Psaume dans la ville

S'arrêter, goûter une parole

Souviens-toi, Seigneur, de David
et de sa grande soumission
quand il fit au Seigneur un serment,
une promesse au Puissant de Jacob :

« Jamais je n'entrerai sous ma tente,
et jamais ne m'étendrai sur mon lit,
j'interdirai tout sommeil à mes yeux
et tout répit à mes paupières,
avant d'avoir trouvé un lieu pour le Seigneur,
une demeure pour le Puissant de Jacob. »

Voici qu'on nous l'annonce à Éphrata,
nous l'avons trouvée près de Yagar.
Entrons dans la demeure de Dieu,
prosternons-nous aux pieds de son trône.

Monte, Seigneur, vers le lieu de ton repos,
toi, et l'arche de ta force !
Que tes prêtres soient vêtus de justice,
que tes fidèles crient de joie !

Pour l'amour de David, ton serviteur,
ne repousse pas la face de ton messie.


Le Seigneur l'a juré à David,
et jamais il ne reprendra sa parole :
« C'est un homme issu de toi
que je placerai sur ton trône.

« Si tes fils gardent mon alliance,
les volontés que je leur fais connaître,
leurs fils, eux aussi, à tout jamais,
siégeront sur le trône dressé pour toi. »

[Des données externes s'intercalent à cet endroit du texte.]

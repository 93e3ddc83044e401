//! Standalone mode: local read-eval loop with no transport

use std::io::Write;

use anyhow::Result;
use tokio::io::{AsyncBufReadExt, BufReader};

use remoteterm_core::stream;
use remoteterm_core::{ConsoleSink, PtySession};

const BANNER: &str = "━━━━━━━━━━━━━━━━━━━━━━━━━━━━━━━━━━";

pub async fn run() -> Result<()> {
    println!("Terminal Standalone Mode");
    println!("{BANNER}");
    println!("Commands:");
    println!("  Type any shell command");
    println!("  'exit' to quit");
    println!("{BANNER}");
    println!();

    let sink = ConsoleSink;
    let (terminal, mut output) = PtySession::spawn()?;

    let mut lines = BufReader::new(tokio::io::stdin()).lines();
    print!("$ ");
    std::io::stdout().flush()?;

    while let Some(line) = lines.next_line().await? {
        let command = line.trim();

        if command == "exit" || command == "quit" {
            break;
        }
        if command.is_empty() {
            print!("$ ");
            std::io::stdout().flush()?;
            continue;
        }

        println!("\n→ Executing: {command}\n");
        if let Err(e) = terminal.send_command(command).await {
            eprintln!("❌ Write failed: {e}");
            break;
        }
        stream::chat::stream_once(&mut output, &sink).await;

        println!("\n{BANNER}");
        print!("$ ");
        std::io::stdout().flush()?;
    }

    terminal.close().await;
    println!("\nGoodbye!");
    Ok(())
}
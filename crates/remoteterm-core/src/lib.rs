//! remoteterm-core - remote terminal bridge engine
//!
//! Architecture: portable-pty (process) + alacritty_terminal (screen
//! emulation) + two transports over one shared core.
//!
//! - `pty`: one pseudo-terminal + child shell per session
//! - `screen`: virtual terminal, TUI chrome cleanup, content diffing
//! - `stream`: chat (screen-diffing) and socket (raw) delivery workers
//! - `registry`: client-id -> session map
//! - `format` / `sink`: message shaping and transport-agnostic delivery
//! - `telegram` / `web`: the two bridges
//! - `auth` / `config` / `platform`: admission, persistence, OS shim

pub mod auth;
pub mod command;
pub mod config;
pub mod format;
pub mod platform;
pub mod pty;
pub mod registry;
pub mod screen;
pub mod sink;
pub mod stream;
pub mod telegram;
pub mod web;

pub use config::Config;
pub use pty::PtySession;
pub use registry::{SessionRecord, SessionRegistry};
pub use sink::{ConsoleSink, MockSink, OutputSink};
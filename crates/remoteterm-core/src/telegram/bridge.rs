//! Telegram bot bridge
//!
//! Routes incoming messages: whitelist gate, slash commands, then either
//! forward into the active session or classify as interactive (persistent
//! session) vs one-shot (transient terminal, stream, tear down).

use std::sync::Arc;

use teloxide::prelude::*;
use teloxide::types::ChatAction;
use tracing::{error, info, warn};

use crate::command::is_interactive_command;
use crate::config::Config;
use crate::pty::PtySession;
use crate::registry::{SessionRecord, SessionRegistry};
use crate::stream;
use crate::telegram::TelegramSink;

const WELCOME_TEXT: &str = "✅ Connected!\n\n\
Just send commands:\n\
• ls, pwd, cat → one-shot commands\n\
• claude, python3, node → auto-starts interactive session\n\
• /exit or /stop → end interactive session\n\
• /status → show session info";

/// Optional teardown callback run after sessions are flushed on shutdown
/// (daemon mode removes its PID file here).
pub type CleanupHook = Arc<dyn Fn() + Send + Sync>;

pub struct TelegramBridge {
    bot: Bot,
    allowed_users: Vec<i64>,
    registry: Arc<SessionRegistry>,
    cleanup_hook: Option<CleanupHook>,
}

impl TelegramBridge {
    pub fn new(bot: Bot, config: &Config) -> Self {
        Self {
            bot,
            allowed_users: config.allowed_users.clone(),
            registry: Arc::new(SessionRegistry::new()),
            cleanup_hook: None,
        }
    }

    pub fn with_cleanup_hook(mut self, hook: CleanupHook) -> Self {
        self.cleanup_hook = Some(hook);
        self
    }

    pub fn registry(&self) -> Arc<SessionRegistry> {
        Arc::clone(&self.registry)
    }

    /// Run the bridge until the process is told to stop. A termination
    /// signal flushes and closes every session, runs the cleanup hook, and
    /// exits.
    pub async fn listen(self: Arc<Self>) {
        {
            let registry = Arc::clone(&self.registry);
            let hook = self.cleanup_hook.clone();
            tokio::spawn(async move {
                wait_for_shutdown_signal().await;
                info!("shutting down gracefully");
                registry.close_all().await;
                if let Some(hook) = hook {
                    hook();
                }
                std::process::exit(0);
            });
        }

        let bridge = Arc::clone(&self);
        let handler = Update::filter_message().endpoint(move |bot: Bot, msg: Message| {
            let bridge = Arc::clone(&bridge);
            async move { bridge.handle_message(bot, msg).await }
        });

        // Unique distribution key per update so input can be forwarded to a
        // session while another command is still streaming.
        Dispatcher::builder(self.bot.clone(), handler)
            .distribution_function(|_| None::<std::convert::Infallible>)
            .build()
            .dispatch()
            .await;
    }

    async fn handle_message(&self, bot: Bot, msg: Message) -> ResponseResult<()> {
        let chat_id = msg.chat.id;
        let Some(text) = msg.text() else {
            return Ok(());
        };
        let Some(user) = msg.from.as_ref() else {
            return Ok(());
        };
        let user_id = user.id.0 as i64;
        let username = user.username.clone().unwrap_or_default();

        if !self.allowed_users.contains(&user_id) {
            warn!(user = %username, user_id, "unauthorized sender");
            let _ = bot.send_message(chat_id, "❌ Unauthorized").await;
            return Ok(());
        }

        match text.trim() {
            "/start" => {
                let _ = bot.send_message(chat_id, WELCOME_TEXT).await;
            }
            "/exit" | "/stop" => self.stop_session(&bot, chat_id, &username).await,
            "/status" => self.show_status(&bot, chat_id).await,
            command => self.handle_command(&bot, chat_id, &username, command).await,
        }
        Ok(())
    }

    /// Route a non-slash message: into the live session if one exists,
    /// otherwise start a session or run it one-shot.
    async fn handle_command(&self, bot: &Bot, chat_id: ChatId, username: &str, text: &str) {
        if let Some(record) = self.registry.get(chat_id.0).await {
            if record.is_active() {
                info!(user = %username, input = %text, "forwarding to session");
                let _ = bot.send_chat_action(chat_id, ChatAction::Typing).await;
                if let Err(e) = record.terminal.send_command(text).await {
                    warn!(chat_id = %chat_id, error = %e, "session write failed");
                }
                return;
            }
        }

        if is_interactive_command(text) {
            self.start_session(bot, chat_id, username, text).await;
        } else {
            self.execute_one_shot(bot.clone(), chat_id, username.to_string(), text.to_string());
        }
    }

    /// Start a persistent interactive session and stream its output.
    async fn start_session(&self, bot: &Bot, chat_id: ChatId, username: &str, command: &str) {
        info!(user = %username, command = %command, "starting session");

        let sink = Arc::new(TelegramSink::new(bot.clone(), chat_id));
        let (terminal, output) = match PtySession::spawn() {
            Ok(v) => v,
            Err(e) => {
                error!(error = %e, "failed to create terminal");
                let _ = bot.send_message(chat_id, "❌ Error creating session").await;
                return;
            }
        };

        let record = SessionRecord::new(Arc::clone(&terminal), sink, command.to_string());
        self.registry.insert(chat_id.0, record).await;

        let _ = bot.send_chat_action(chat_id, ChatAction::Typing).await;
        if let Err(e) = terminal.send_command(command).await {
            warn!(chat_id = %chat_id, error = %e, "initial command write failed");
        }

        // No "session started" banner; the program's own output flows next
        tokio::spawn(stream::chat::run_session(
            Arc::clone(&self.registry),
            chat_id.0,
            output,
        ));
    }

    /// Run a one-shot command on a transient terminal. Spawned as its own
    /// task so slow commands never block update handling.
    fn execute_one_shot(&self, bot: Bot, chat_id: ChatId, username: String, command: String) {
        tokio::spawn(async move {
            info!(user = %username, command = %command, "one-shot command");
            let _ = bot.send_chat_action(chat_id, ChatAction::Typing).await;

            let sink = TelegramSink::new(bot.clone(), chat_id);
            let (terminal, mut output) = match PtySession::spawn() {
                Ok(v) => v,
                Err(e) => {
                    error!(error = %e, "failed to create terminal");
                    let _ = bot.send_message(chat_id, "❌ Error creating terminal").await;
                    return;
                }
            };

            if let Err(e) = terminal.send_command(&command).await {
                warn!(chat_id = %chat_id, error = %e, "one-shot write failed");
            }
            stream::chat::stream_once(&mut output, &sink).await;
            terminal.close().await;
            info!(chat_id = %chat_id, "one-shot complete");
        });
    }

    async fn stop_session(&self, bot: &Bot, chat_id: ChatId, username: &str) {
        let record = self.registry.remove(chat_id.0).await;
        match record {
            Some(record) if record.deactivate() => {
                info!(user = %username, "stopping session");
                record.signal_stop();
                record.terminal.close().await;
                let _ = bot.send_message(chat_id, "✅ Session ended").await;
            }
            _ => {
                let _ = bot.send_message(chat_id, "⚠️ No active session").await;
            }
        }
    }

    async fn show_status(&self, bot: &Bot, chat_id: ChatId) {
        let status = match self.registry.get(chat_id.0).await {
            Some(record) if record.is_active() => record.status_text(),
            _ => "📊 Status: No active session".to_string(),
        };
        let _ = bot.send_message(chat_id, status).await;
    }
}

/// Resolve on SIGINT or SIGTERM.
async fn wait_for_shutdown_signal() {
    #[cfg(unix)]
    {
        use tokio::signal::unix::{signal, SignalKind};
        let mut sigterm =
            signal(SignalKind::terminate()).expect("failed to install SIGTERM handler");
        tokio::select! {
            _ = tokio::signal::ctrl_c() => {}
            _ = sigterm.recv() => {}
        }
    }
    #[cfg(not(unix))]
    {
        let _ = tokio::signal::ctrl_c().await;
    }
}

Car le Seigneur a fait choix de Sion ;
elle est le séjour qu'il désire :
« Voilà mon repos à tout jamais,
c'est le séjour que j'avais désiré.

« Je bénirai, je bénirai ses récoltes
pour rassasier de pain ses pauvres.
Je vêtirai de gloire ses prêtres,
et ses fidèles crieront, crieront de joie.

« Là, je ferai germer la force de David ;
pour mon messie, j'ai allumé une lampe.
Je vêtirai ses ennemis de honte,
mais, sur lui, la couronne fleurira. »

Frère Franck Dubois

Méditation

Frère Franck Dubois

Seigneur, Dieu vagabond, où vas-tu reposer ? Dans quel temple de pierre ferais-tu ta demeure ? Où donc poser la tête quand on tient en sa main et l’univers entier et le temps, et la vie ? N’as-tu donc jamais pris quelque temps de repos ?
Mais toi, Jésus, tu as pu partager le sommeil des hommes. Endormi sur la barque, tandis que tous ramaient tu n’as pu cependant prolonger ton répit. Il fallait sauver ceux qui cernés par les vagues criaient vers toi leur peur. « Silence ! » et les eaux en furies se reposent soudain lorsque Dieu en un mot réveilla sa puissance. Tu ne dormais donc pas, car ton cœur veillait. Et puis ce fut ce soir : tes disciples apeurés et pétris de fatigue s’endorment l’un après l’autre à l’Heure décisive. Mais tu veilles, toi seul, attendant ta Passion.

Car Dieu ne s’endort pas quand il Lui faut combattre. Son repos attendra la victoire finale.
Sur ton trône superbe, plus tard, tu t’endormis. Il fallait que tu montes à ce lieu de repos, pour goûter une seule fois à cet arrêt soudain, pour nous si naturel, pour toi si étranger. A Sion ton palais est un poteau de bois. Suspendu au gibet tu parais y dormir.
Pourtant, vêtu de notre honte, et couronné de gloire tu ne dors pas : tu entres en ton Sabbat, tu reviens à ton Père, et offres en ton repos tous les biens de la terre que la croix fait germer. Tu bénis les récoltes : les hommes qui veillent et ceux qui s’éveilleront quand tu viendras glorieux partager ton Sabbat avec la terre entière délivrée de la nuit.